Lo zafferano è una pianta originaria dell’Asia minore, dalle piccole dimensioni, ma dal grande potenziale. Appartiene alla famiglia delle Iridacee (nome scientifico Crocus sativus) ed è resa caratteristica dalla sua inflorescenza, i cui stimmi (di colore rosso) vengono utilizzati per realizzare la spezia tanto ricercata quanto costosa.

La raccolta degli stimmi del fiore di zafferano avviene in inverno e a essa segue il processo di essiccazione. Una volta portato a termine questo secondo passaggio si può procedere con la polverizzazione, dopo la quale si ottiene il prodotto finito e pronto all’uso. La spezia apparirà a questo punto nel classico colore giallo, frutto della presenza al suo interno della crocina. A donargli il suo particolare aroma è invece una sostanza chiamata safranale.

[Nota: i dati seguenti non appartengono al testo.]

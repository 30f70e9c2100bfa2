//! Retention and progression: the per-student state machine evaluated once
//! per active student per term.
//!
//!   Active@Y (Y in 1..=4) --graduation draw (Y == 4)-----> Graduated
//!                         --retention draw fails---------> Withdrawn
//!                         --retained, advancement draw---> Active@Y+1 (Y < 4)
//!                         --retained otherwise-----------> Active@Y
//!
//! Graduated and Withdrawn are terminal.

use crate::{
    config::SimConfig,
    demographics::PENALIZED_RACE,
    rng::SimRng,
    types::{ClassYear, SENIOR},
};

/// Term GPA floors, descending, and the retention probability each earns.
/// A GPA below every floor earns `LOWEST_RETENTION_PROB`.
pub const GPA_RETENTION_THRESHOLDS: &[(f64, f64)] = &[
    (3.5, 0.90),
    (2.5, 0.75),
    (1.5, 0.55),
    (0.5, 0.35),
];
pub const LOWEST_RETENTION_PROB: f64 = 0.15;

#[derive(Debug, Clone, Copy, PartialEq)]
pub enum Transition {
    Graduated,
    Retained { next_class_year: ClassYear },
    Withdrawn,
}

impl Transition {
    pub fn is_retained(&self) -> bool {
        matches!(self, Self::Retained { .. })
    }
}

#[derive(Debug, Clone)]
pub struct RetentionPolicy {
    advancement: [f64; 3],
    senior_grad_prob: f64,
    race_penalty: f64,
    retention_cap: f64,
}

impl RetentionPolicy {
    pub fn from_config(config: &SimConfig) -> Self {
        Self {
            advancement: [
                config.freshman_to_soph_prob,
                config.soph_to_junior_prob,
                config.junior_to_senior_prob,
            ],
            senior_grad_prob: config.senior_grad_prob,
            race_penalty: config.race_penalty_for_retention,
            retention_cap: 1.0 - config.base_dropout_prob,
        }
    }

    /// Base retention probability for a term GPA.
    pub fn gpa_retention_prob(gpa: f64) -> f64 {
        GPA_RETENTION_THRESHOLDS
            .iter()
            .find(|(floor, _)| gpa >= *floor)
            .map(|(_, p)| *p)
            .unwrap_or(LOWEST_RETENTION_PROB)
    }

    /// Retention probability after the demographic penalty and the
    /// non-academic attrition cap, clamped to [0, 1].
    pub fn retention_prob(&self, gpa: f64, race_ethnicity: &str) -> f64 {
        let mut p = Self::gpa_retention_prob(gpa);
        if race_ethnicity == PENALIZED_RACE {
            p -= self.race_penalty;
        }
        p.min(self.retention_cap).clamp(0.0, 1.0)
    }

    /// Run the state machine for one student-term.
    ///
    /// Draws, in order: graduation (seniors only), retention (unless
    /// graduated), advancement (retained class years 1-3 only).
    pub fn transition(
        &self,
        rng: &mut SimRng,
        class_year: ClassYear,
        gpa: f64,
        race_ethnicity: &str,
    ) -> Transition {
        if class_year >= SENIOR && rng.chance(self.senior_grad_prob) {
            return Transition::Graduated;
        }

        if !rng.chance(self.retention_prob(gpa, race_ethnicity)) {
            return Transition::Withdrawn;
        }

        let next_class_year = match class_year {
            1..=3 if rng.chance(self.advancement[class_year as usize - 1]) => class_year + 1,
            _ => class_year,
        };
        Transition::Retained { next_class_year }
    }
}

Tra le sostanze contenute in buona percentuale nello zafferano troviamo calcio, ferro, fosforo, magnesio, manganese, potassio e sodio. I carboidrati rappresentano il 65%, seguiti nell’ordine da proteine (9%), grassi (5,8%), ceneri (5%) e fibre (4%). A questi si aggiunge il residuo 12% circa di acqua. Di rilievo anche la presenza di vitamina A, vitamina C e di molte vitamine del gruppo B.

Proprietà curative

L’utilizzo dello zafferano è consigliato in modo particolare per la stimolazione del sistema immunitario, ottenendo così un rafforzamento delle naturali difese dell’organismo nei confronti ad esempio di attacchi virali come quelli influenzali o dell’herpes labiale.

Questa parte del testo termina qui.